╔══

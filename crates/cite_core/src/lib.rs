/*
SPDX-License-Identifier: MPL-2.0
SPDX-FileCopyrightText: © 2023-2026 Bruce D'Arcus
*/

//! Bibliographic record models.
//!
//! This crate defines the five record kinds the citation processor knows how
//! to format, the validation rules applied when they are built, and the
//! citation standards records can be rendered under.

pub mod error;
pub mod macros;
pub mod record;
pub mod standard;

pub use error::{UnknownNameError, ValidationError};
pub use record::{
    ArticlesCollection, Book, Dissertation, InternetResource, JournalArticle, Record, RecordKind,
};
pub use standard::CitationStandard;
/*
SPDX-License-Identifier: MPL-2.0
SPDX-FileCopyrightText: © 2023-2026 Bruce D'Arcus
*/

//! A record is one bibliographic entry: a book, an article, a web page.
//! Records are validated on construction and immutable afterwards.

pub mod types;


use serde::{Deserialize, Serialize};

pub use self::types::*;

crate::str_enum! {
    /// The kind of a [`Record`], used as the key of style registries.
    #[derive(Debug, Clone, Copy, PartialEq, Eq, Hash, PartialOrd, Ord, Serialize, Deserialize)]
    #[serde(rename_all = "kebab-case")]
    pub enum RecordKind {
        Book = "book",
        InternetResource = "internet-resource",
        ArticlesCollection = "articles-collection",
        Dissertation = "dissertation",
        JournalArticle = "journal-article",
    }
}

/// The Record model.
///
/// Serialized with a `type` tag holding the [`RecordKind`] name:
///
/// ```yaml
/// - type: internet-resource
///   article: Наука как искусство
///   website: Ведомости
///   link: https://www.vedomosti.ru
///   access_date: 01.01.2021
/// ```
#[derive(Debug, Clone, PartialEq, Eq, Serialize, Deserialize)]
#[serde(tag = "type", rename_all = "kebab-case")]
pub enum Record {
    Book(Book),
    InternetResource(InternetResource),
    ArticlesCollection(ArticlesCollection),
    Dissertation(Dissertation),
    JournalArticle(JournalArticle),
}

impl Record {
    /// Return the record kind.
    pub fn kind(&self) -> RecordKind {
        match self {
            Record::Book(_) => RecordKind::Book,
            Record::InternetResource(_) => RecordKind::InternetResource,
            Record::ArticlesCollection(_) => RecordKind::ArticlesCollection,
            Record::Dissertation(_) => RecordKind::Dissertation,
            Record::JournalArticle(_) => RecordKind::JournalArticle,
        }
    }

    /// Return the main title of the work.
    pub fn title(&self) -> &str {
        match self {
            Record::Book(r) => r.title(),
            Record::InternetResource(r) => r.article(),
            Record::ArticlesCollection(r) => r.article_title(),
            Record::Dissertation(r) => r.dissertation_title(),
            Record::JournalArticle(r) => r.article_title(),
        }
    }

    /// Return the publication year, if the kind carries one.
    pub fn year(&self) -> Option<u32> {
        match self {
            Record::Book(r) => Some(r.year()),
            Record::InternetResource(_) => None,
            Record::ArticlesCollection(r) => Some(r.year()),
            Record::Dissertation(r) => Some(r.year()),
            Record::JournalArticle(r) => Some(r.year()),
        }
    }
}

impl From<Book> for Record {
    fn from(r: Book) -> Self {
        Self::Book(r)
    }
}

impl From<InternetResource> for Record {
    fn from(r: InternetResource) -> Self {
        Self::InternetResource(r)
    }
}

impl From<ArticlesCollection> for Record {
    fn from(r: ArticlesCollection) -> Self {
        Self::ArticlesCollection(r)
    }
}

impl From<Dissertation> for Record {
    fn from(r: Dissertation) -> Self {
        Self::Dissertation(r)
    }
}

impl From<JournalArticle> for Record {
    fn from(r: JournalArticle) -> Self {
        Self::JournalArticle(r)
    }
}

╚══

> _EXERCISE AIM_:
Write out exactly the final stretch of the records: the line containing "Self::Dissertation(r)" and every line after it, through the last, and nothing else.

> _SOLUTION TO THIS EXERCISE_:
        Self::Dissertation(r)
    }
}

impl From<JournalArticle> for Record {
    fn from(r: JournalArticle) -> Self {
        Self::JournalArticle(r)
    }
}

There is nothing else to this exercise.